TASK INSTRUCTIONS:
Output the data that follows, keeping every line identical.

- Opening Delimiter -

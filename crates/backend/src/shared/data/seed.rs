use anyhow::Context;
use contracts::domain::a001_department::Department;
use contracts::domain::a002_class::Class;
use contracts::domain::a003_family::Family;
use serde::Deserialize;
use std::collections::{HashMap, HashSet};
use std::path::Path;

/// Начальный набор классификации (департаменты, классы, семейства)
#[derive(Debug, Clone, Deserialize)]
pub struct SeedDataset {
    pub departamentos: Vec<Department>,
    #[serde(default)]
    pub clases: Vec<Class>,
    #[serde(default)]
    pub familias: Vec<Family>,
}

/// Dataset embedded in the binary, used when no seed file is configured
const DEFAULT_SEED: &str = r#"
{
  "departamentos": [
    {"numero": "1", "nombre": "Domésticos"},
    {"numero": "2", "nombre": "Electrónica"}
  ],
  "clases": [
    {"numero": "11", "nombre": "Comedores", "departamento_numero": "1"},
    {"numero": "12", "nombre": "Salas", "departamento_numero": "1"},
    {"numero": "21", "nombre": "Audio", "departamento_numero": "2"},
    {"numero": "22", "nombre": "Video", "departamento_numero": "2"}
  ],
  "familias": [
    {"numero": "111", "nombre": "Comedor completo", "departamento_numero": "1", "clase_numero": "11"},
    {"numero": "112", "nombre": "Sillas", "departamento_numero": "1", "clase_numero": "11"},
    {"numero": "121", "nombre": "Sofás", "departamento_numero": "1", "clase_numero": "12"},
    {"numero": "122", "nombre": "Mesas de centro", "departamento_numero": "1", "clase_numero": "12"},
    {"numero": "211", "nombre": "Bocinas", "departamento_numero": "2", "clase_numero": "21"},
    {"numero": "212", "nombre": "Audífonos", "departamento_numero": "2", "clase_numero": "21"},
    {"numero": "221", "nombre": "Televisores", "departamento_numero": "2", "clase_numero": "22"},
    {"numero": "222", "nombre": "Proyectores", "departamento_numero": "2", "clase_numero": "22"}
  ]
}
"#;

impl SeedDataset {
    pub fn embedded() -> anyhow::Result<Self> {
        Self::from_json(DEFAULT_SEED).context("embedded seed dataset is malformed")
    }

    pub fn from_json(text: &str) -> anyhow::Result<Self> {
        let dataset: SeedDataset = serde_json::from_str(text)?;
        dataset.validate()?;
        Ok(dataset)
    }

    /// Load the dataset from `path`, or the embedded one when `path` is `None`
    pub fn load(path: Option<&Path>) -> anyhow::Result<Self> {
        match path {
            Some(path) => {
                tracing::info!("Loading seed dataset from: {}", path.display());
                let text = std::fs::read_to_string(path)
                    .with_context(|| format!("cannot read seed file {}", path.display()))?;
                Self::from_json(&text)
                    .with_context(|| format!("invalid seed file {}", path.display()))
            }
            None => {
                tracing::info!("Using embedded seed dataset");
                Self::embedded()
            }
        }
    }

    /// Проверка целостности набора до записи в БД
    pub fn validate(&self) -> anyhow::Result<()> {
        let mut department_codes = HashSet::new();
        for d in &self.departamentos {
            d.validate().map_err(anyhow::Error::msg)?;
            if !department_codes.insert(d.code.as_str()) {
                anyhow::bail!("duplicate department code '{}'", d.code);
            }
        }

        let mut class_departments: HashMap<&str, &str> = HashMap::new();
        for c in &self.clases {
            c.validate().map_err(anyhow::Error::msg)?;
            if !department_codes.contains(c.department_code.as_str()) {
                anyhow::bail!(
                    "class '{}' references unknown department '{}'",
                    c.code,
                    c.department_code
                );
            }
            if class_departments
                .insert(c.code.as_str(), c.department_code.as_str())
                .is_some()
            {
                anyhow::bail!("duplicate class code '{}'", c.code);
            }
        }

        let mut family_codes = HashSet::new();
        for f in &self.familias {
            f.validate().map_err(anyhow::Error::msg)?;
            match class_departments.get(f.class_code.as_str()) {
                None => anyhow::bail!(
                    "family '{}' references unknown class '{}'",
                    f.code,
                    f.class_code
                ),
                Some(department) if *department != f.department_code => anyhow::bail!(
                    "family '{}': class '{}' does not belong to department '{}'",
                    f.code,
                    f.class_code,
                    f.department_code
                ),
                Some(_) => {}
            }
            if !family_codes.insert(f.code.as_str()) {
                anyhow::bail!("duplicate family code '{}'", f.code);
            }
        }

        Ok(())
    }
}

- Closing Delimiter -

ANSWER FOR THE TASK:
filename crates/backend/src/shared/data/seed.rs
use anyhow::Context;
use contracts::domain::a001_department::Department;
use contracts::domain::a002_class::Class;
use contracts::domain::a003_family::Family;
use serde::Deserialize;
use std::collections::{HashMap, HashSet};
use std::path::Path;

/// Начальный набор классификации (департаменты, классы, семейства)
#[derive(Debug, Clone, Deserialize)]
pub struct SeedDataset {
    pub departamentos: Vec<Department>,
    #[serde(default)]
    pub clases: Vec<Class>,
    #[serde(default)]
    pub familias: Vec<Family>,
}

/// Dataset embedded in the binary, used when no seed file is configured
const DEFAULT_SEED: &str = r#"
{
  "departamentos": [
    {"numero": "1", "nombre": "Domésticos"},
    {"numero": "2", "nombre": "Electrónica"}
  ],
  "clases": [
    {"numero": "11", "nombre": "Comedores", "departamento_numero": "1"},
    {"numero": "12", "nombre": "Salas", "departamento_numero": "1"},
    {"numero": "21", "nombre": "Audio", "departamento_numero": "2"},
    {"numero": "22", "nombre": "Video", "departamento_numero": "2"}
  ],
  "familias": [
    {"numero": "111", "nombre": "Comedor completo", "departamento_numero": "1", "clase_numero": "11"},
    {"numero": "112", "nombre": "Sillas", "departamento_numero": "1", "clase_numero": "11"},
    {"numero": "121", "nombre": "Sofás", "departamento_numero": "1", "clase_numero": "12"},
    {"numero": "122", "nombre": "Mesas de centro", "departamento_numero": "1", "clase_numero": "12"},
    {"numero": "211", "nombre": "Bocinas", "departamento_numero": "2", "clase_numero": "21"},
    {"numero": "212", "nombre": "Audífonos", "departamento_numero": "2", "clase_numero": "21"},
    {"numero": "221", "nombre": "Televisores", "departamento_numero": "2", "clase_numero": "22"},
    {"numero": "222", "nombre": "Proyectores", "departamento_numero": "2", "clase_numero": "22"}
  ]
}
"#;

impl SeedDataset {
    pub fn embedded() -> anyhow::Result<Self> {
        Self::from_json(DEFAULT_SEED).context("embedded seed dataset is malformed")
    }

    pub fn from_json(text: &str) -> anyhow::Result<Self> {
        let dataset: SeedDataset = serde_json::from_str(text)?;
        dataset.validate()?;
        Ok(dataset)
    }

    /// Load the dataset from `path`, or the embedded one when `path` is `None`
    pub fn load(path: Option<&Path>) -> anyhow::Result<Self> {
        match path {
            Some(path) => {
                tracing::info!("Loading seed dataset from: {}", path.display());
                let text = std::fs::read_to_string(path)
                    .with_context(|| format!("cannot read seed file {}", path.display()))?;
                Self::from_json(&text)
                    .with_context(|| format!("invalid seed file {}", path.display()))
            }
            None => {
                tracing::info!("Using embedded seed dataset");
                Self::embedded()
            }
        }
    }

    /// Проверка целостности набора до записи в БД
    pub fn validate(&self) -> anyhow::Result<()> {
        let mut department_codes = HashSet::new();
        for d in &self.departamentos {
            d.validate().map_err(anyhow::Error::msg)?;
            if !department_codes.insert(d.code.as_str()) {
                anyhow::bail!("duplicate department code '{}'", d.code);
            }
        }

        let mut class_departments: HashMap<&str, &str> = HashMap::new();
        for c in &self.clases {
            c.validate().map_err(anyhow::Error::msg)?;
            if !department_codes.contains(c.department_code.as_str()) {
                anyhow::bail!(
                    "class '{}' references unknown department '{}'",
                    c.code,
                    c.department_code
                );
            }
            if class_departments
                .insert(c.code.as_str(), c.department_code.as_str())
                .is_some()
            {
                anyhow::bail!("duplicate class code '{}'", c.code);
            }
        }

        let mut family_codes = HashSet::new();
        for f in &self.familias {
            f.validate().map_err(anyhow::Error::msg)?;
            match class_departments.get(f.class_code.as_str()) {
                None => anyhow::bail!(
                    "family '{}' references unknown class '{}'",
                    f.code,
                    f.class_code
                ),
                Some(department) if *department != f.department_code => anyhow::bail!(
                    "family '{}': class '{}' does not belong to department '{}'",
                    f.code,
                    f.class_code,
                    f.department_code
                ),
                Some(_) => {}
            }
            if !family_codes.insert(f.code.as_str()) {
                anyhow::bail!("duplicate family code '{}'", f.code);
            }
        }

        Ok(())
    }
}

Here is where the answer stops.